Postgres Plus xDB Replication Server with Multi-Master User's Guide : 2.4 Designing a Replication System
Postgres Plus Advanced Server xDB Replication Server User's Guide
2.4 Designing a Replication System
This section presents the general steps, design considerations, and best practices for designing a replication system before you begin the actual implementation.
The following steps provide a general guideline for implementing a replication system.
Step 1: Determine if xDB Replication Server is the right solution for your requirements and you have chosen the best solution for your particular needs. xDB Replication Server can be used to implement single-master or multi-master replication systems. For single-master replication systems, the distinguishing characteristic of xDB Replication Server is its ability to replicate from an Oracle database to a PostgreSQL or Advanced Server database, from a SQL Server database to a PostgreSQL or Advanced Server database, from a Postgres Plus Advanced Server database to an Oracle database, or from a PostgreSQL or Advanced Server database to a SQL Server database.
Step 2: Plan the general strategy of how you will use xDB Replication Server. Will the single-master or multi-master model best suit your needs? (See Section 2.1 for use case examples of single-master and multi-master replication systems.) Will you be replicating from Oracle to Postgres, from SQL Server to Postgres, from Advanced Server to Oracle, or from Postgres to SQL Server? Will you be replicating between PostgreSQL and/or Advanced Server databases? How often will you need to replicate the data? Will replication be done on an ad hoc basis or does it need to occur regularly according to a schedule?

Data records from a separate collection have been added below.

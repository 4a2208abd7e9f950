//! HS256 token validation for the provena platform.
//!
//! Provides the claims model matching the provisioning token wire format,
//! HS256-only encode/decode helpers, and a `TokenValidator` that fetches the
//! signing key through a `SecretProvider` on every validation call.

pub mod claims;
pub mod error;
pub mod jwt;
pub mod validator;

pub use claims::{ProvisioningClaims, TenantClaims};
pub use error::AuthError;
pub use jwt::{decode_token, encode_token, ValidationConfig};
pub use validator::{TokenValidator, SIGNING_KEY_SECRET};
//! Validated Tenant Names
//!
//! Tenant names arrive as free-form strings in the request body and are used
//! to derive backing resource names. Using the newtype pattern keeps raw,
//! unvalidated strings from flowing into the provisioning path.
//!
//! # Example
//!
//! ```
//! use provena_core::TenantName;
//!
//! let tenant: TenantName = "acme".parse().unwrap();
//! assert_eq!(tenant.as_str(), "acme");
//!
//! assert!("".parse::<TenantName>().is_err());
//! ```

use serde::{Deserialize, Serialize};
use std::fmt::{Display, Formatter};
use std::str::FromStr;

/// Error type for tenant name validation failures.
#[derive(Debug, Clone, PartialEq, Eq, thiserror::Error)]
#[error("Invalid tenant name: {reason}")]
pub struct InvalidTenantName {
    /// Why the candidate name was rejected.
    pub reason: String,
}

/// A validated tenant name.
///
/// Invariant: never empty and carries no surrounding whitespace, so the
/// derived resource name is stable for a given input.
#[derive(Debug, Clone, PartialEq, Eq, Hash, Serialize, Deserialize)]
#[serde(transparent)]
pub struct TenantName(String);

impl TenantName {
    /// Validate and wrap a candidate tenant name.
    pub fn new(name: impl Into<String>) -> Result<Self, InvalidTenantName> {
        let name = name.into();
        let trimmed = name.trim();
        if trimmed.is_empty() {
            return Err(InvalidTenantName {
                reason: "tenant name must not be empty".to_string(),
            });
        }
        Ok(Self(trimmed.to_string()))
    }

    /// Returns the tenant name as a string slice.
    #[must_use]
    pub fn as_str(&self) -> &str {
        &self.0
    }
}

impl Display for TenantName {
    fn fmt(&self, f: &mut Formatter<'_>) -> std::fmt::Result {
        write!(f, "{}", self.0)
    }
}

impl FromStr for TenantName {
    type Err = InvalidTenantName;

    fn from_str(s: &str) -> Result<Self, Self::Err> {
        Self::new(s)
    }
}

Step 3: Plan the logistics of your replication system. How many tables do you expect to replicate and what are their sizes in total number of bytes and number of rows? What percentage of rows do you expect to have been changed on each table between each replication? Are your database servers required to run on dedicated machines?
Step 4: Design your replication system. Determine whether your replication system will be distributed or will run on a single host. Determine the publications and subscriptions you will need and their tables and views. Make sure your publication tables meet the requirements for an xDB Replication Server publication. See sections 2.4.2 and 2.4.3 for details.
Step 5: Implement and test your replication system in a test environment. Try out your replication system on a subset of your publication data to ensure the replication process works as expected. Make sure the resulting replicated tables can be used as expected in your application. Establish preliminary metrics on how long the replication process will be expected to take in your full production environment.
Step 6: Implement and test your replication system in your production environment.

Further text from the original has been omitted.